Guardaos de los apolíticos
Los estudios muestran que quienes no suelen toman partido en público tienen cierta tendencia a respaldar actuaciones extremas
Nos quejamos todo el rato de la politización de la cosa pública, pero ¿de verdad creemos que ser apolítico es una virtud? Yo suelo archivar a quienes se declaran apolíticos en la carpeta de las filas conservadoras, puesto que parece venirles bien dejar las cosas como están y no meterse en más averiguaciones. Son como el doctor Pangloss de Voltaire. Cuando Pangloss, Cándido y Santiago el anabaptista se dirigen a Lisboa en un barco, llega una tormenta y Santiago el anabaptista se cae por la borda. Cándido quiere tirarse al mar para salvarlo, pero Pangloss le detiene con el argumento, francamente difícil de rechazar, de que la bahía de Lisboa había sido diseñada por Dios para que Santiago el anabaptista se ahogara.
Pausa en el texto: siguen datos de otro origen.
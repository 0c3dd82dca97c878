//! Read-after-write waits for keys
//!
//! Every mutation of a key is followed by a wait that reads the key back
//! until the new value has been observed several times in a row, since
//! the service may route consecutive reads to replicas that lag behind.
//! The streak length, poll floor and not-found tolerance come from the
//! `propagation` section of [`WaitSettings`].

use crate::api::{KeyManagementApi, KeyMetadata, KeyState, lift};
use crate::error::Result;
use crate::policy::{normalize_policy, policies_are_equivalent};
use chrono::{DateTime, Utc};
use cloudwait::{
    ApiError, ConvergenceWaiter, ErrorCodeMatcher, NotFoundError, Observation, RetryLoop,
    WaitError, WaitSpec, retry_when_new_resource_not_found, wait_for_state,
};
use cloudwait_config::{Operation, WaitSettings};
use std::collections::BTreeMap;
use std::future::Future;
use std::time::Duration;

pub const KEY_ROTATION_UPDATED_TIMEOUT: Duration = Duration::from_secs(10 * 60);
pub const KEY_DESCRIPTION_PROPAGATION_TIMEOUT: Duration = Duration::from_secs(10 * 60);
pub const KEY_POLICY_PROPAGATION_TIMEOUT: Duration = Duration::from_secs(10 * 60);
pub const KEY_STATE_PROPAGATION_TIMEOUT: Duration = Duration::from_secs(20 * 60);
pub const KEY_TAGS_PROPAGATION_TIMEOUT: Duration = Duration::from_secs(10 * 60);
pub const KEY_VALID_TO_PROPAGATION_TIMEOUT: Duration = Duration::from_secs(5 * 60);

/// Error codes seen while a freshly created principal is not yet visible
pub const IAM_PROPAGATION_CODES: [&str; 2] =
    ["MalformedPolicyDocumentException", "InvalidArnException"];

/// Transient service errors worth retrying
pub const TRANSIENT_CODES: [&str; 2] = ["DependencyTimeoutException", "KMSInternalException"];

const MATCHES: &str = "matches";
const DIFFERENT: &str = "different";

/// Classifier for mutations that may race IAM propagation
pub fn iam_propagation_classifier() -> ErrorCodeMatcher {
    ErrorCodeMatcher::new(IAM_PROPAGATION_CODES.iter().chain(TRANSIENT_CODES.iter()).copied())
}

/// `WaitSpec` for a propagation wait bounded by `timeout`
pub fn propagation_spec(settings: &WaitSettings, timeout: Duration) -> WaitSpec {
    WaitSpec {
        timeout,
        ..settings.propagation_spec()
    }
    .pending([DIFFERENT])
    .target([MATCHES])
}

/// Retry a mutation while it fails because a principal it references has
/// not propagated yet
pub async fn wait_iam_propagation<T, F, Fut>(
    settings: &WaitSettings,
    timeout: Duration,
    op: F,
) -> Result<T>
where
    F: FnMut() -> Fut,
    Fut: Future<Output = cloudwait::Result<T>>,
{
    let value = RetryLoop::new(timeout, iam_propagation_classifier())
        .backoff(settings.backoff())
        .run(op)
        .await?;
    Ok(value)
}

/// Poll `read` until `matches` holds for enough consecutive reads
///
/// A not-found read counts as "not there yet".
async fn wait_propagated<T, F, Fut, M>(
    settings: &WaitSettings,
    what: &str,
    timeout: Duration,
    mut read: F,
    matches: M,
) -> Result<T>
where
    F: FnMut() -> Fut,
    Fut: Future<Output = cloudwait::Result<T>>,
    M: Fn(&T) -> cloudwait::Result<bool>,
{
    let matches = &matches;
    let value = wait_for_state(propagation_spec(settings, timeout), move || {
        let pending_read = read();
        async move {
            let value = pending_read.await?;
            let status = if matches(&value)? { MATCHES } else { DIFFERENT };
            Ok::<_, WaitError<ApiError>>(Observation::new(value, status))
        }
    })
    .await?;
    tracing::debug!(what, "change propagated");
    Ok(value)
}

async fn describe(api: &dyn KeyManagementApi, key_id: &str) -> cloudwait::Result<KeyMetadata> {
    lift(api.describe_key(key_id).await, key_id)
}

/// Read a key, treating a key scheduled for deletion as gone
pub async fn find_key_by_id(
    api: &dyn KeyManagementApi,
    key_id: &str,
) -> cloudwait::Result<KeyMetadata> {
    let key = describe(api, key_id).await?;
    if key.key_state == KeyState::PendingDeletion {
        return Err(WaitError::NotFound(
            NotFoundError::new(format!("key {key_id} is pending deletion"))
                .with_last_request(key_id),
        ));
    }
    Ok(key)
}

/// Read a key after create or during refresh
///
/// A new key may not be readable yet, so not found is retried for the
/// propagation timeout. For an existing key not found is returned at once
/// so the caller can drop it from state.
pub async fn find_key(
    api: &dyn KeyManagementApi,
    settings: &WaitSettings,
    key_id: &str,
    is_new: bool,
) -> Result<KeyMetadata> {
    let key = retry_when_new_resource_not_found(
        settings.propagation.timeout,
        || find_key_by_id(api, key_id),
        is_new,
    )
    .await?;
    Ok(key)
}

pub async fn wait_key_enabled_propagated(
    api: &dyn KeyManagementApi,
    settings: &WaitSettings,
    key_id: &str,
    enabled: bool,
) -> Result<KeyMetadata> {
    wait_propagated(
        settings,
        "enabled",
        KEY_STATE_PROPAGATION_TIMEOUT,
        || describe(api, key_id),
        |key: &KeyMetadata| Ok(key.enabled == enabled),
    )
    .await
}

pub async fn wait_key_description_propagated(
    api: &dyn KeyManagementApi,
    settings: &WaitSettings,
    key_id: &str,
    description: &str,
) -> Result<KeyMetadata> {
    wait_propagated(
        settings,
        "description",
        KEY_DESCRIPTION_PROPAGATION_TIMEOUT,
        || describe(api, key_id),
        |key: &KeyMetadata| Ok(key.description == description),
    )
    .await
}

/// Wait until the key policy read back is equivalent to `policy`
///
/// An unparsable desired policy fails before the first read.
pub async fn wait_key_policy_propagated(
    api: &dyn KeyManagementApi,
    settings: &WaitSettings,
    key_id: &str,
    policy: &str,
) -> Result<String> {
    normalize_policy(policy)?;

    wait_propagated(
        settings,
        "policy",
        KEY_POLICY_PROPAGATION_TIMEOUT,
        || async move { lift(api.get_key_policy(key_id).await, key_id) },
        |current: &String| {
            policies_are_equivalent(current, policy).map_err(|e| {
                WaitError::remote(ApiError::new("MalformedPolicyDocumentException", e.to_string()))
            })
        },
    )
    .await
}

pub async fn wait_key_rotation_enabled_propagated(
    api: &dyn KeyManagementApi,
    settings: &WaitSettings,
    key_id: &str,
    enabled: bool,
) -> Result<bool> {
    wait_propagated(
        settings,
        "rotation",
        KEY_ROTATION_UPDATED_TIMEOUT,
        || async move { lift(api.get_key_rotation_status(key_id).await, key_id) },
        |current: &bool| Ok(*current == enabled),
    )
    .await
}

/// Wait until the key's user tags equal `tags`
///
/// Tags with the reserved `aws:` prefix are ignored on both sides.
pub async fn wait_key_tags_propagated(
    api: &dyn KeyManagementApi,
    settings: &WaitSettings,
    key_id: &str,
    tags: &BTreeMap<String, String>,
) -> Result<BTreeMap<String, String>> {
    let desired = user_tags(tags);
    wait_propagated(
        settings,
        "tags",
        KEY_TAGS_PROPAGATION_TIMEOUT,
        || async move { lift(api.list_resource_tags(key_id).await, key_id) },
        |current: &BTreeMap<String, String>| Ok(user_tags(current) == desired),
    )
    .await
}

fn user_tags(tags: &BTreeMap<String, String>) -> BTreeMap<&str, &str> {
    tags.iter()
        .filter(|(key, _)| !key.starts_with("aws:"))
        .map(|(key, value)| (key.as_str(), value.as_str()))
        .collect()
}

pub async fn wait_key_valid_to_propagated(
    api: &dyn KeyManagementApi,
    settings: &WaitSettings,
    key_id: &str,
    valid_to: Option<DateTime<Utc>>,
) -> Result<KeyMetadata> {
    wait_propagated(
        settings,
        "valid_to",
        KEY_VALID_TO_PROPAGATION_TIMEOUT,
        || describe(api, key_id),
        |key: &KeyMetadata| Ok(key.valid_to == valid_to),
    )
    .await
}

/// Wait for a key's state to move from `pending` into `target`, bounded by
/// the update timeout
pub async fn wait_key_state(
    api: &dyn KeyManagementApi,
    settings: &WaitSettings,
    key_id: &str,
    pending: &[KeyState],
    target: &[KeyState],
) -> Result<KeyMetadata> {
    let spec = settings
        .wait_spec(Operation::Update)
        .pending(pending.iter().map(KeyState::as_str))
        .target(target.iter().map(KeyState::as_str))
        .min_poll_interval(settings.propagation.min_poll_interval);

    let key = wait_for_state(spec, || async move {
        let key = describe(api, key_id).await?;
        let state = key.key_state;
        Ok::<_, WaitError<ApiError>>(Observation::new(key, state.as_str()))
    })
    .await?;
    Ok(key)
}

/// Wait for a scheduled deletion to show up
///
/// Done once the key reads as `PendingDeletion` or is not found at all.
/// Bounded by the delete timeout. Returns the last metadata seen, or
/// `None` when the key is gone.
pub async fn wait_key_deleted(
    api: &dyn KeyManagementApi,
    settings: &WaitSettings,
    key_id: &str,
) -> Result<Option<KeyMetadata>> {
    let spec = settings
        .wait_spec(Operation::Delete)
        .pending([KeyState::Enabled.as_str(), KeyState::Disabled.as_str()])
        .target([KeyState::PendingDeletion.as_str()]);

    let key = ConvergenceWaiter::new(spec)
        .wait_gone(|| async move {
            let key = describe(api, key_id).await?;
            let state = key.key_state;
            Ok::<_, WaitError<ApiError>>(Observation::new(key, state.as_str()))
        })
        .await?;
    Ok(key)
}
Los anabaptistas (“rebautizados”, literalmente) no gozaban de mucho predicamento en la época. La forma de pensar de Pangloss, en cualquier caso, ha pasado a la historia como uno de los sesgos cognitivos más obtusos que existen: el de creer que vivimos en el mejor de los mundos posibles. Una idea comprensible en un magnate o un dictador, pero más bien roma en una persona del común. Como le dijo o le debió decir el general Franco al director del diario falangista ‘Arriba’, “usted haga como yo y no se meta en política”. ¿Para qué, si ya vivimos en el mejor de los mundos posibles? Esa es más o menos la estructura mental de un apolítico, ¿no es cierto?
Pero la política, me dirás, es una lucha descarnada por el poder, donde no hay oponentes a los que escuchar sino enemigos a los que batir. Mi carácter pacífico, me dirás, me impide meterme en ese avispero de hipocresía y hostilidad, de pelotera y mal rollo en general. Créeme, te responderé yo, comprendo a la perfección tus reservas, yo mismo soy alérgico al ruido y la pendencia, pero no sé qué otra cosa podemos hacer ante las situaciones injustas que plagan nuestras sociedades, ante las derivas racistas y las pertinacias machistas, ante la codicia de los psicópatas y la maldad miope de los privilegiados. Eso te diré, y tú te encogerás de hombros y sacarás el teléfono para recocerte un día más en las cámaras de eco donde solo oyes tu propia voz rebotando en las paredes hasta la náusea.
Ahora echemos un vistazo a un experimento bien curioso de Joseph Siev y Richard Petty, dos psicólogos de la Universidad Estatal de Ohio en Columbus. Ellos no usan el término “apolítico”, como he hecho yo hasta ahora, sino “ambivalente”, en referencia a una persona que no se pronuncia o no se decide sobre las polémicas políticas de su tiempo. Como suelen hacer los psicólogos experimentales, han estudiado a 13.000 voluntarios incluidos muchos “ambivalentes”, personas que no suelen votar ni apoyar ni mucho menos donar dinero a ningún partido político.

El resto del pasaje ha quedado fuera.